Stripe teams up with Paradigm to launch Tempo, targeting global payments

Author: CoinW Research Institute

On September 4th, payment giant Stripe announced a partnership with top crypto venture capital firm Paradigm to launch a new public blockchain called Tempo. Tempo is positioned as a payment-centric, EVM-compatible Layer 1, aiming to achieve a throughput of over 100,000 transactions per second and sub-second confirmations, targeting real-world applications such as cross-border payments.

The launch of Tempo quickly attracted market attention, with supporters believing that Stripe’s entry could drive large-scale on-chain payments and open a new phase for stablecoins in global financial infrastructure; skeptics argue that Tempo is essentially an alliance chain created by the payment giant for commercial interests. Does Tempo represent new opportunities, or does it hide the potential for a repeat of old dilemmas? In this article, CoinW Research Institute will explore this.

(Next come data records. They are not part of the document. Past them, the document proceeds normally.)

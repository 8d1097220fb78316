// src/git.rs
//
// git2-backed diff and blame engines. These drive the suggester against a
// local repository; a review-server integration would supply its own
// implementations of the same traits.

use std::collections::BTreeMap;
use std::path::Path;

use git2::{BlameOptions, Delta, DiffFindOptions, DiffHunk, DiffOptions, Oid, Repository};

use crate::engines::{BlameEngine, BlameError, DiffEngine, DiffNotAvailable};
use crate::model::{BlameAttribution, ChangeKind, EditRange, FileDiffEntry, LineOrigin};

pub struct GitDiffEngine<'r> {
    repo: &'r Repository,
}

impl<'r> GitDiffEngine<'r> {
    pub fn new(repo: &'r Repository) -> Self {
        Self { repo }
    }

    fn diff_trees(
        &self,
        patchset_rev: &str,
        base_rev: &str,
    ) -> Result<BTreeMap<String, FileDiffEntry>, git2::Error> {
        let new_tree = self.repo.find_commit(Oid::from_str(patchset_rev)?)?.tree()?;
        let old_tree = self.repo.find_commit(Oid::from_str(base_rev)?)?.tree()?;

        let mut diff_opts = DiffOptions::new();
        // With zero context lines every hunk covers exactly one edit region,
        // which is what the aggregator walks.
        diff_opts.context_lines(0);
        diff_opts.ignore_filemode(true);
        let mut diff =
            self.repo
                .diff_tree_to_tree(Some(&old_tree), Some(&new_tree), Some(&mut diff_opts))?;
        let mut find_opts = DiffFindOptions::new();
        find_opts.renames(true);
        diff.find_similar(Some(&mut find_opts))?;

        let mut files: BTreeMap<String, FileDiffEntry> = BTreeMap::new();
        for delta in diff.deltas() {
            let Some(entry) = file_entry(&delta) else {
                continue;
            };
            files.insert(entry.display_path().to_string(), entry);
        }

        diff.foreach(
            &mut |_, _| true,
            None,
            Some(&mut |delta, hunk| {
                if let Some(key) = delta_path(&delta) {
                    if let Some(entry) = files.get_mut(&key) {
                        entry.edits.push(edit_from_hunk(&hunk));
                    }
                }
                true
            }),
            None,
        )?;

        Ok(files)
    }
}

impl DiffEngine for GitDiffEngine<'_> {
    fn list_modified_files(
        &self,
        _project: &str,
        patchset_rev: &str,
        base_rev: &str,
    ) -> Result<BTreeMap<String, FileDiffEntry>, DiffNotAvailable> {
        self.diff_trees(patchset_rev, base_rev)
            .map_err(|err| DiffNotAvailable(err.message().to_string()))
    }
}

fn file_entry(delta: &git2::DiffDelta<'_>) -> Option<FileDiffEntry> {
    let kind = match delta.status() {
        Delta::Added => ChangeKind::Added,
        Delta::Deleted => ChangeKind::Deleted,
        Delta::Modified => ChangeKind::Modified,
        Delta::Renamed => ChangeKind::Renamed,
        Delta::Copied => ChangeKind::Copied,
        // Typechange, unmodified and friends carry no blameable edits
        _ => return None,
    };
    let old_path = (kind != ChangeKind::Added)
        .then(|| delta.old_file().path())
        .flatten()
        .map(|p| p.to_string_lossy().into_owned());
    let new_path = (kind != ChangeKind::Deleted)
        .then(|| delta.new_file().path())
        .flatten()
        .map(|p| p.to_string_lossy().into_owned());
    Some(FileDiffEntry {
        old_path,
        new_path,
        kind,
        edits: Vec::new(),
    })
}

fn delta_path(delta: &git2::DiffDelta<'_>) -> Option<String> {
    let side = if delta.status() == Delta::Deleted {
        delta.old_file()
    } else {
        delta.new_file()
    };
    side.path().map(|p| p.to_string_lossy().into_owned())
}

fn edit_from_hunk(hunk: &DiffHunk<'_>) -> EditRange {
    // Hunk starts are one-based. A side with zero lines reports the line
    // *before* the region instead, so it already is the zero-based index
    // of the empty range's position.
    let begin_old = if hunk.old_lines() == 0 {
        hunk.old_start() as usize
    } else {
        hunk.old_start() as usize - 1
    };
    let begin_new = if hunk.new_lines() == 0 {
        hunk.new_start() as usize
    } else {
        hunk.new_start() as usize - 1
    };
    EditRange {
        begin_old,
        end_old: begin_old + hunk.old_lines() as usize,
        begin_new,
        end_new: begin_new + hunk.new_lines() as usize,
    }
}

pub struct GitBlameEngine<'r> {
    repo: &'r Repository,
}

impl<'r> GitBlameEngine<'r> {
    pub fn new(repo: &'r Repository) -> Self {
        Self { repo }
    }
}

impl BlameEngine for GitBlameEngine<'_> {
    fn blame(&self, start_rev: &str, file_path: &str) -> Result<BlameAttribution, BlameError> {
        let newest = Oid::from_str(start_rev).map_err(BlameError::Vcs)?;
        let mut opts = BlameOptions::new();
        opts.newest_commit(newest);
        let blame = self.repo.blame_file(Path::new(file_path), Some(&mut opts))?;

        let mut attribution = BlameAttribution::default();
        for hunk in blame.iter() {
            let signature = hunk.final_signature();
            let origin = LineOrigin {
                commit: hunk.final_commit_id().to_string(),
                author_name: signature.name().unwrap_or("").to_string(),
                author_email: signature.email().unwrap_or("").to_string(),
            };
            let start = hunk.final_start_line();
            for offset in 0..hunk.lines_in_hunk() {
                attribution.insert(start - 1 + offset, origin.clone());
            }
        }
        Ok(attribution)
    }
}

1. Positioning and Vision of Tempo

1.1 Tempo is a Layer 1 focused on payments

Tempo believes that while existing blockchains have made breakthroughs in smart contracts and application ecosystems, there are still three major bottlenecks in the payment process: high volatility in transaction fees, unpredictable settlement delays, and a lack of scalable modules. For cross-border clearing and other scenarios, these issues directly limit widespread adoption. Tempo’s entry point is to concentrate resources in the vertical field of payments, emphasizing stability and efficiency, and focusing on being a payment-centric Layer 1. At the same time, leveraging Stripe’s merchant network and payment interface advantages, Tempo aims to fill the current gap in public blockchain payment infrastructure.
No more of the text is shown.